[Extracted data entries]
|---|

// ── Resource sync controller ──
//
// Owns one server collection for one screen: fetches it, replaces the
// local copy wholesale, and runs mutations followed by a re-fetch.
// State lives in a `watch` channel so the TUI (or a test) can observe
// every transition. Discarding the controller cancels in-flight work;
// late responses never touch state afterwards.

use std::future::Future;
use std::sync::Arc;

use futures_util::FutureExt;
use futures_util::future::BoxFuture;
use tokio::sync::watch;
use tokio_util::sync::CancellationToken;
use tracing::{debug, info, warn};

use crate::error::CoreError;
use crate::notify::Notifier;
use crate::stream::SyncStream;

type Loader<T> = Arc<dyn Fn() -> BoxFuture<'static, Result<Vec<T>, CoreError>> + Send + Sync>;

// ── State ────────────────────────────────────────────────────────────

/// Observable state of one synced collection.
pub struct SyncState<T> {
    /// The last successfully fetched list, exactly as the server sent it.
    pub items: Arc<Vec<Arc<T>>>,
    /// True while at least one fetch is in flight.
    pub is_loading: bool,
    /// User-facing text of the most recent failed fetch, cleared on success.
    pub last_error: Option<String>,
    /// Number of fetches applied so far.
    pub generation: u64,
    in_flight: usize,
}

impl<T> SyncState<T> {
    fn begin(&mut self) {
        self.in_flight += 1;
        self.is_loading = true;
    }

    fn finish(&mut self) {
        self.in_flight = self.in_flight.saturating_sub(1);
        self.is_loading = self.in_flight > 0;
    }

    /// True once a fetch has succeeded at least once.
    pub fn is_loaded(&self) -> bool {
        self.generation > 0
    }
}

impl<T> Default for SyncState<T> {
    fn default() -> Self {
        Self {
            items: Arc::new(Vec::new()),
            is_loading: false,
            last_error: None,
            generation: 0,
            in_flight: 0,
        }
    }
}

impl<T> Clone for SyncState<T> {
    fn clone(&self) -> Self {
        Self {
            items: Arc::clone(&self.items),
            is_loading: self.is_loading,
            last_error: self.last_error.clone(),
            generation: self.generation,
            in_flight: self.in_flight,
        }
    }
}

impl<T> std::fmt::Debug for SyncState<T> {
    fn fmt(&self, f: &mut std::fmt::Formatter<'_>) -> std::fmt::Result {
        f.debug_struct("SyncState")
            .field("items", &self.items.len())
            .field("is_loading", &self.is_loading)
            .field("last_error", &self.last_error)
            .field("generation", &self.generation)
            .finish_non_exhaustive()
    }
}

// ── Controller ───────────────────────────────────────────────────────

/// Keeps one collection in sync with the server.
///
/// Cheaply cloneable via `Arc`; clones share state and cancellation.
pub struct SyncController<T> {
    inner: Arc<SyncInner<T>>,
}

struct SyncInner<T> {
    /// Short name used in logs (`domains`, `requests`, ...).
    resource: &'static str,
    /// Shown when a fetch fails without a server message.
    load_error: &'static str,
    loader: Loader<T>,
    state: watch::Sender<SyncState<T>>,
    notifier: Notifier,
    cancel: CancellationToken,
}

impl<T> Clone for SyncController<T> {
    fn clone(&self) -> Self {
        Self {
            inner: Arc::clone(&self.inner),
        }
    }
}

impl<T: Send + Sync + 'static> SyncController<T> {
    /// Create a controller around a fetch function.
    ///
    /// `load_error` is the notice shown when a fetch fails and the server
    /// gave no message of its own.
    pub fn new<F, Fut>(
        resource: &'static str,
        load_error: &'static str,
        notifier: Notifier,
        loader: F,
    ) -> Self
    where
        F: Fn() -> Fut + Send + Sync + 'static,
        Fut: Future<Output = Result<Vec<T>, CoreError>> + Send + 'static,
    {
        let loader: Loader<T> = Arc::new(move || loader().boxed());
        let (state, _) = watch::channel(SyncState::default());
        Self {
            inner: Arc::new(SyncInner {
                resource,
                load_error,
                loader,
                state,
                notifier,
                cancel: CancellationToken::new(),
            }),
        }
    }

    // ── Observation ──────────────────────────────────────────────────

    /// Current state snapshot.
    pub fn state(&self) -> SyncState<T> {
        self.inner.state.borrow().clone()
    }

    /// Current item list.
    pub fn items(&self) -> Arc<Vec<Arc<T>>> {
        Arc::clone(&self.inner.state.borrow().items)
    }

    pub fn is_loading(&self) -> bool {
        self.inner.state.borrow().is_loading
    }

    pub fn last_error(&self) -> Option<String> {
        self.inner.state.borrow().last_error.clone()
    }

    pub fn subscribe(&self) -> watch::Receiver<SyncState<T>> {
        self.inner.state.subscribe()
    }

    /// Reactive view of the state for the TUI.
    pub fn stream(&self) -> SyncStream<T> {
        SyncStream::new(self.inner.state.subscribe())
    }

    pub fn notifier(&self) -> &Notifier {
        &self.inner.notifier
    }

    pub fn is_discarded(&self) -> bool {
        self.inner.cancel.is_cancelled()
    }

    // ── Operations ───────────────────────────────────────────────────

    /// Fetch the collection and replace the local copy with the result.
    ///
    /// On failure the previous items stay in place, `last_error` is set
    /// and an error notice is shown. `is_loading` is cleared on every
    /// exit path, including a discard mid-fetch.
    pub async fn refresh(&self) -> Result<(), CoreError> {
        let inner = &self.inner;
        if inner.cancel.is_cancelled() {
            return Err(CoreError::Discarded);
        }

        inner.state.send_modify(SyncState::begin);
        debug!(resource = inner.resource, "refresh started");

        let outcome = tokio::select! {
            biased;
            () = inner.cancel.cancelled() => {
                debug!(resource = inner.resource, "refresh dropped after discard");
                inner.state.send_modify(SyncState::finish);
                return Err(CoreError::Discarded);
            }
            result = (inner.loader)() => result,
        };

        match outcome {
            Ok(items) => {
                let count = items.len();
                let items: Arc<Vec<Arc<T>>> = Arc::new(items.into_iter().map(Arc::new).collect());
                inner.state.send_modify(|s| {
                    s.items = items;
                    s.last_error = None;
                    s.generation += 1;
                    s.finish();
                });
                debug!(resource = inner.resource, count, "refresh complete");
                Ok(())
            }
            Err(err) => {
                let message = err.user_message(inner.load_error);
                warn!(resource = inner.resource, error = %err, "refresh failed");
                inner.state.send_modify(|s| {
                    s.last_error = Some(message.clone());
                    s.finish();
                });
                inner.notifier.error(message);
                Err(err)
            }
        }
    }

    /// Run a server mutation, then re-fetch, then report success.
    ///
    /// The returned future completes only after the re-fetch has settled,
    /// so callers observe the server's post-mutation state. A failed
    /// re-fetch still surfaces through `last_error`. On mutation failure
    /// the notice shows the server's message or `failure`, and no re-fetch
    /// happens.
    pub async fn mutate<R, Fut>(&self, action: Fut, success: &str, failure: &str) -> Result<R, CoreError>
    where
        Fut: Future<Output = Result<R, CoreError>>,
    {
        let inner = &self.inner;
        if inner.cancel.is_cancelled() {
            return Err(CoreError::Discarded);
        }

        let result = tokio::select! {
            biased;
            () = inner.cancel.cancelled() => return Err(CoreError::Discarded),
            result = action => result,
        };

        match result {
            Ok(value) => {
                info!(resource = inner.resource, "{success}");
                if let Err(CoreError::Discarded) = self.refresh().await {
                    return Err(CoreError::Discarded);
                }
                inner.notifier.success(success);
                Ok(value)
            }
            Err(err) => {
                warn!(resource = inner.resource, error = %err, "mutation failed");
                inner.notifier.error(err.user_message(failure));
                Err(err)
            }
        }
    }

    /// Tear down: cancel in-flight work and ignore anything that arrives later.
    pub fn discard(&self) {
        debug!(resource = self.inner.resource, "discarded");
        self.inner.cancel.cancel();
    }
}

impl<T> std::fmt::Debug for SyncController<T> {
    fn fmt(&self, f: &mut std::fmt::Formatter<'_>) -> std::fmt::Result {
        f.debug_struct("SyncController")
            .field("resource", &self.inner.resource)
            .field("state", &*self.inner.state.borrow())
            .finish_non_exhaustive()
    }
}

#[cfg(test)]
mod tests {
    use std::sync::Mutex;
    use std::sync::atomic::{AtomicUsize, Ordering};
    use std::time::Duration;

    use tokio::sync::oneshot;

    use super::*;

    fn server_error(message: Option<&str>) -> CoreError {
        CoreError::Server {
            status: Some(500),
            message: message.map(str::to_owned),
            code: None,
        }
    }

    /// A fake collection whose next answer can be swapped between calls.
    #[derive(Clone)]
    struct FakeServer {
        rows: Arc<Mutex<Result<Vec<&'static str>, Option<&'static str>>>>,
        calls: Arc<AtomicUsize>,
    }

    impl FakeServer {
        fn new(rows: Vec<&'static str>) -> Self {
            Self {
                rows: Arc::new(Mutex::new(Ok(rows))),
                calls: Arc::new(AtomicUsize::new(0)),
            }
        }

        fn answer(&self, next: Result<Vec<&'static str>, Option<&'static str>>) {
            *self.rows.lock().expect("lock") = next;
        }

        fn controller(&self, notifier: Notifier) -> SyncController<&'static str> {
            let server = self.clone();
            SyncController::new("rows", "Error loading rows", notifier, move || {
                let server = server.clone();
                async move {
                    server.calls.fetch_add(1, Ordering::SeqCst);
                    let next = server.rows.lock().expect("lock").clone();
                    next.map_err(server_error)
                }
            })
        }
    }

    fn names(c: &SyncController<&'static str>) -> Vec<&'static str> {
        c.items().iter().map(|s| **s).collect()
    }

    #[tokio::test]
    async fn refresh_is_idempotent() {
        let server = FakeServer::new(vec!["a", "b"]);
        let c = server.controller(Notifier::default());

        c.refresh().await.expect("first");
        let first = names(&c);
        c.refresh().await.expect("second");
        assert_eq!(names(&c), first);
        assert_eq!(server.calls.load(Ordering::SeqCst), 2);
    }

    #[tokio::test]
    async fn refresh_replaces_wholesale() {
        let server = FakeServer::new(vec!["a", "b", "c"]);
        let c = server.controller(Notifier::default());
        c.refresh().await.expect("load");

        server.answer(Ok(vec!["b", "d"]));
        c.refresh().await.expect("reload");
        assert_eq!(names(&c), vec!["b", "d"]);
    }

    #[tokio::test]
    async fn failure_keeps_stale_items_and_reports() {
        let server = FakeServer::new(vec!["a"]);
        let notifier = Notifier::default();
        let c = server.controller(notifier.clone());
        c.refresh().await.expect("load");

        server.answer(Err(None));
        assert!(c.refresh().await.is_err());
        let state = c.state();
        assert_eq!(names(&c), vec!["a"]);
        assert!(!state.is_loading);
        assert_eq!(state.last_error.as_deref(), Some("Error loading rows"));
        assert_eq!(notifier.current().map(|n| n.message).as_deref(), Some("Error loading rows"));

        server.answer(Err(Some("database offline")));
        assert!(c.refresh().await.is_err());
        assert_eq!(c.last_error().as_deref(), Some("database offline"));

        server.answer(Ok(vec!["z"]));
        c.refresh().await.expect("recover");
        assert_eq!(c.last_error(), None);
    }

    #[tokio::test]
    async fn loading_flag_tracks_fetch() {
        let (tx, rx) = oneshot::channel::<Result<Vec<u8>, CoreError>>();
        let rx = Arc::new(Mutex::new(Some(rx)));
        let c = SyncController::new("rows", "Error loading rows", Notifier::default(), move || {
            let rx = rx.lock().expect("lock").take();
            async move {
                match rx {
                    Some(rx) => rx.await.unwrap_or_else(|_| Ok(Vec::new())),
                    None => Ok(Vec::new()),
                }
            }
        });

        assert!(!c.is_loading());
        let task = tokio::spawn({
            let c = c.clone();
            async move { c.refresh().await }
        });
        while !c.is_loading() {
            tokio::task::yield_now().await;
        }
        tx.send(Err(server_error(None))).expect("send");
        assert!(task.await.expect("join").is_err());
        assert!(!c.is_loading());
    }

    #[tokio::test]
    async fn mutate_refreshes_before_returning() {
        let server = FakeServer::new(vec!["a"]);
        let notifier = Notifier::default();
        let c = server.controller(notifier.clone());
        c.refresh().await.expect("load");

        let remote = server.clone();
        let value = c
            .mutate(
                async move {
                    remote.answer(Ok(vec!["a", "b"]));
                    Ok::<_, CoreError>(7)
                },
                "Row created",
                "Error creating row",
            )
            .await
            .expect("mutate");

        assert_eq!(value, 7);
        assert_eq!(names(&c), vec!["a", "b"]);
        assert_eq!(notifier.current().map(|n| n.message).as_deref(), Some("Row created"));
    }

    #[tokio::test]
    async fn failed_mutation_skips_refresh() {
        let server = FakeServer::new(vec!["a"]);
        let notifier = Notifier::default();
        let c = server.controller(notifier.clone());
        c.refresh().await.expect("load");

        let err = c
            .mutate(
                async { Err::<(), _>(server_error(Some("Name already taken"))) },
                "Row created",
                "Error creating row",
            )
            .await;
        assert!(err.is_err());
        assert_eq!(server.calls.load(Ordering::SeqCst), 1);
        assert_eq!(notifier.current().map(|n| n.message).as_deref(), Some("Name already taken"));
    }

    #[tokio::test(start_paused = true)]
    async fn responses_after_discard_are_ignored() {
        let c = SyncController::new("rows", "Error loading rows", Notifier::default(), || async {
            tokio::time::sleep(Duration::from_secs(5)).await;
            Ok(vec![1_u8, 2, 3])
        });
        let task = tokio::spawn({
            let c = c.clone();
            async move { c.refresh().await }
        });
        tokio::time::sleep(Duration::from_secs(1)).await;
        c.discard();

        let result = task.await.expect("join");
        assert!(matches!(result, Err(CoreError::Discarded)));
        assert!(c.items().is_empty());
        assert!(!c.is_loading());
        assert!(matches!(c.refresh().await, Err(CoreError::Discarded)));
    }
}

|---|

In the entries above, some lines hold the string "subscribe". Copy each of them.

    pub fn subscribe(&self) -> watch::Receiver<SyncState<T>> {
        self.inner.state.subscribe()
        SyncStream::new(self.inner.state.subscribe())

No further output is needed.